Жизнь и судьба Федора Соймонова - Анатолий Николаевич Томилин
Шрифт:
Интервал:
Закладка:
После полуночи, как обычно, императрица в сопровождении герцога удалилась в свои покои, а блестящий бал продолжался с прежней силой. Теперь большинство гостей сняли маски, расстегнули тугие пуговицы камзолов. В залах было душно от тысяч свечей, которые лакеи исправно переменяли по мере их догорания. Остро пахло потом, пудрой и пылью...
Часам к трем ночи, почувствовав утомление, Федор тоже стал поглядывать по сторонам, чтобы улучить момент и незаметно исчезнуть. От выпитого вина и квасу, до которого был он большой охотник, тянуло низ живота. Он вышел из залы, чтобы поискать ретирадное место. Сие оказалось нетрудно. По мере приближения к «нужным чуланам» все сильнее становилась вонь. Стараясь не ступать по заблеванным доскам, Федор справил нужду, плюнул в зияющую дыру и поспешил наружу. За дверью нужника его ждала плотная фигура, закутанная в синюю шелковую епанчу, со знакомой маской на лице. Человек поманил Соймонова пальцем и, повернувшись, зашагал не оглядываясь в сторону анфилады темных покоев, прочь от музыки и света. Не колеблясь вице-адмирал пошел следом.

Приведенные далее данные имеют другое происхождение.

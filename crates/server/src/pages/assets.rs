//! Embedded static assets under `/assets`.

use axum::{
    body::Body,
    extract::Path,
    http::{header, Response, StatusCode},
    response::IntoResponse,
};
use rust_embed::RustEmbed;

#[derive(RustEmbed)]
#[folder = "assets"]
struct Assets;

pub async fn serve_asset(Path(path): Path<String>) -> impl IntoResponse {
    match Assets::get(&path) {
        Some(file) => {
            let mime = mime_guess::from_path(&path).first_or_octet_stream();
            Response::builder()
                .status(StatusCode::OK)
                .header(header::CONTENT_TYPE, mime.as_ref())
                .body(Body::from(file.data.into_owned()))
                .unwrap_or_default()
        }
        None => {
            tracing::debug!(path = %path, "Unknown asset");
            Response::builder()
                .status(StatusCode::NOT_FOUND)
                .body(Body::from("Not Found"))
                .unwrap_or_default()
        }
    }
}
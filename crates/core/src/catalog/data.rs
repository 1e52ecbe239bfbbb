//! # Catalog Data
//!
//! The six projects shown in the gallery, in display order.

use super::project::{Category, Project};

const SOURCE_ROOT: &str = "https://github.com/PrakashBind/";

/// The catalog. Fixed size, read-only for the process lifetime.
pub static CATALOG: [Project; 6] = [
    Project {
        id: 1,
        title: "Netflix Clone",
        description: "A feature-rich Netflix clone with user authentication, content browsing, and video playback functionality.",
        image: "https://images.pexels.com/photos/5082579/pexels-photo-5082579.jpeg?auto=compress&cs=tinysrgb&w=1260&h=750&dpr=1",
        tags: &["React", "Node.js", "Express", "MongoDB", "Redux"],
        category: Category::FullStack,
        demo_link: "/not-found",
        source_link: SOURCE_ROOT,
    },
    Project {
        id: 2,
        title: "E-Commerce Platform",
        description: "Complete e-commerce solution with product catalog, shopping cart, checkout, and admin dashboard.",
        image: "https://images.pexels.com/photos/5076520/pexels-photo-5076520.jpeg?auto=compress&cs=tinysrgb&w=1260&h=750&dpr=1",
        tags: &["MERN Stack", "JWT", "Redux", "RESTful API"],
        category: Category::FullStack,
        demo_link: "/not-found",
        source_link: "https://github.com/PrakashBind/MERN-Ecommerce-App",
    },
    Project {
        id: 3,
        title: "Task Management App",
        description: "Collaborative task manager with real-time updates, task assignments, and progress tracking.",
        image: "https://images.pexels.com/photos/6804604/pexels-photo-6804604.jpeg?auto=compress&cs=tinysrgb&w=1260&h=750&dpr=1",
        tags: &["React", "Node.js", "MongoDB"],
        category: Category::FullStack,
        demo_link: "/not-found",
        source_link: SOURCE_ROOT,
    },
    Project {
        id: 4,
        title: "Weather Dashboard",
        description: "Interactive weather app with location-based forecasts, historical data, and visual charts.",
        image: "https://images.pexels.com/photos/1118873/pexels-photo-1118873.jpeg?auto=compress&cs=tinysrgb&w=1260&h=750&dpr=1",
        tags: &["React", "Weather API", "Chart.js"],
        category: Category::Frontend,
        demo_link: "/not-found",
        source_link: SOURCE_ROOT,
    },
    Project {
        id: 5,
        title: "Blog API",
        description: "RESTful API for a blogging platform with authentication, posts, comments, and user management.",
        image: "https://images.pexels.com/photos/4974915/pexels-photo-4974915.jpeg?auto=compress&cs=tinysrgb&w=1260&h=750&dpr=1",
        tags: &["Node.js", "Express", "MongoDB", "JWT", "React"],
        category: Category::Backend,
        demo_link: "/not-found",
        source_link: SOURCE_ROOT,
    },
    Project {
        id: 6,
        title: "Portfolio Website",
        description: "Responsive portfolio website with dark mode, animations, and contact form.",
        image: "https://images.pexels.com/photos/196644/pexels-photo-196644.jpeg?auto=compress&cs=tinysrgb&w=1260&h=750&dpr=1",
        tags: &["React", "Bootstrap 5", "Motion"],
        category: Category::Frontend,
        demo_link: "/not-found",
        source_link: SOURCE_ROOT,
    },
];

Потом он часто спрашивал себя, почему так безоговорочно доверился незнакомцу, и не находил ответа. Его проводчик, видать, хорошо знал расположение Зимнего императорского дома и был человеком вполне осведомленным. У выхода с караульным он дождался Соймонова, сказал тихо пароль и пропуск на отзыв часового и, пропустив Федора вперед, вошел в темный покой следом и плотно затворил дверь.
Далеко в углу дробился на тысячи огоньков от богатых окладов свет лампад, освещая лики святых. Когда глаза привыкли к темноте, Соймонов понял, что стоят они в большой тронной палате, справа от возвышения с балдахином над золоченым государевым престолом. Угол, где они стояли, тонул в полной тьме.
— Ваше превосходительство, господин вице-адмирал...
Федор вздрогнул. Человек в маске говорил шепотом, но Соймонов все же подумал про себя, что это не иноземец и что где-то он уже такое пришептывание слышал.
— Ваше превосходительство, — повторил голос, — беда...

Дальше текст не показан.